***** Exercise data *****

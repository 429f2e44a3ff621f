//! File attach flow: disk read plus session attach, the way the TUI
//! popup drives it.

use codeai::session::{ChatSession, ChatRole, Mode};
use codeai::upload::{file_name_of, CONTEXT_CAP};
use std::io::Write;
use tempfile::Builder;

#[tokio::test]
async fn attach_accepted_from_disk() {
    let mut file = Builder::new().suffix(".py").tempfile().unwrap();
    write!(file, "def main():\n    pass\n").unwrap();

    let path = file.path().to_string_lossy().into_owned();
    let content = tokio::fs::read_to_string(&path).await.unwrap();
    let file_name = file_name_of(&path);

    let mut session = ChatSession::new(Mode::Code);
    session.attach_file(&file_name, &content).unwrap();

    let ctx = session.file_context().unwrap();
    assert!(ctx.file_name.ends_with(".py"));
    assert!(ctx.instructions.contains("def main():"));

    let echo = session.messages().last().unwrap();
    assert_eq!(echo.role, ChatRole::User);
    assert!(echo.content.starts_with(&format!("File uploaded: {}", file_name)));
}

#[tokio::test]
async fn attach_rejected_extension_from_disk() {
    let mut file = Builder::new().suffix(".png").tempfile().unwrap();
    file.write_all(b"not really an image").unwrap();

    let path = file.path().to_string_lossy().into_owned();
    let content = tokio::fs::read_to_string(&path).await.unwrap();

    let mut session = ChatSession::new(Mode::Chat);
    assert!(session
        .attach_file(&file_name_of(&path), &content)
        .is_err());
    assert!(session.file_context().is_none());
    assert_eq!(session.messages().len(), 1);
}

#[tokio::test]
async fn oversized_file_is_capped_through_the_flow() {
    let mut file = Builder::new().suffix(".txt").tempfile().unwrap();
    let payload = "z".repeat(CONTEXT_CAP + 1000);
    file.write_all(payload.as_bytes()).unwrap();

    let path = file.path().to_string_lossy().into_owned();
    let content = tokio::fs::read_to_string(&path).await.unwrap();

    let mut session = ChatSession::new(Mode::Chat);
    session
        .attach_file(&file_name_of(&path), &content)
        .unwrap();

    let carried = session
        .file_context()
        .unwrap()
        .instructions
        .chars()
        .filter(|c| *c == 'z')
        .count();
    assert_eq!(carried, CONTEXT_CAP);
}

*****

▶ Work item:
Leave out every line above except those from the line with "async fn attach_rejected_extension_from_disk()" up to and including the line with "assert!(session.file_context().is_none());", and copy those exactly.

▶ Response for this exercise:
async fn attach_rejected_extension_from_disk() {
    let mut file = Builder::new().suffix(".png").tempfile().unwrap();
    file.write_all(b"not really an image").unwrap();

    let path = file.path().to_string_lossy().into_owned();
    let content = tokio::fs::read_to_string(&path).await.unwrap();

    let mut session = ChatSession::new(Mode::Chat);
    assert!(session
        .attach_file(&file_name_of(&path), &content)
        .is_err());
    assert!(session.file_context().is_none());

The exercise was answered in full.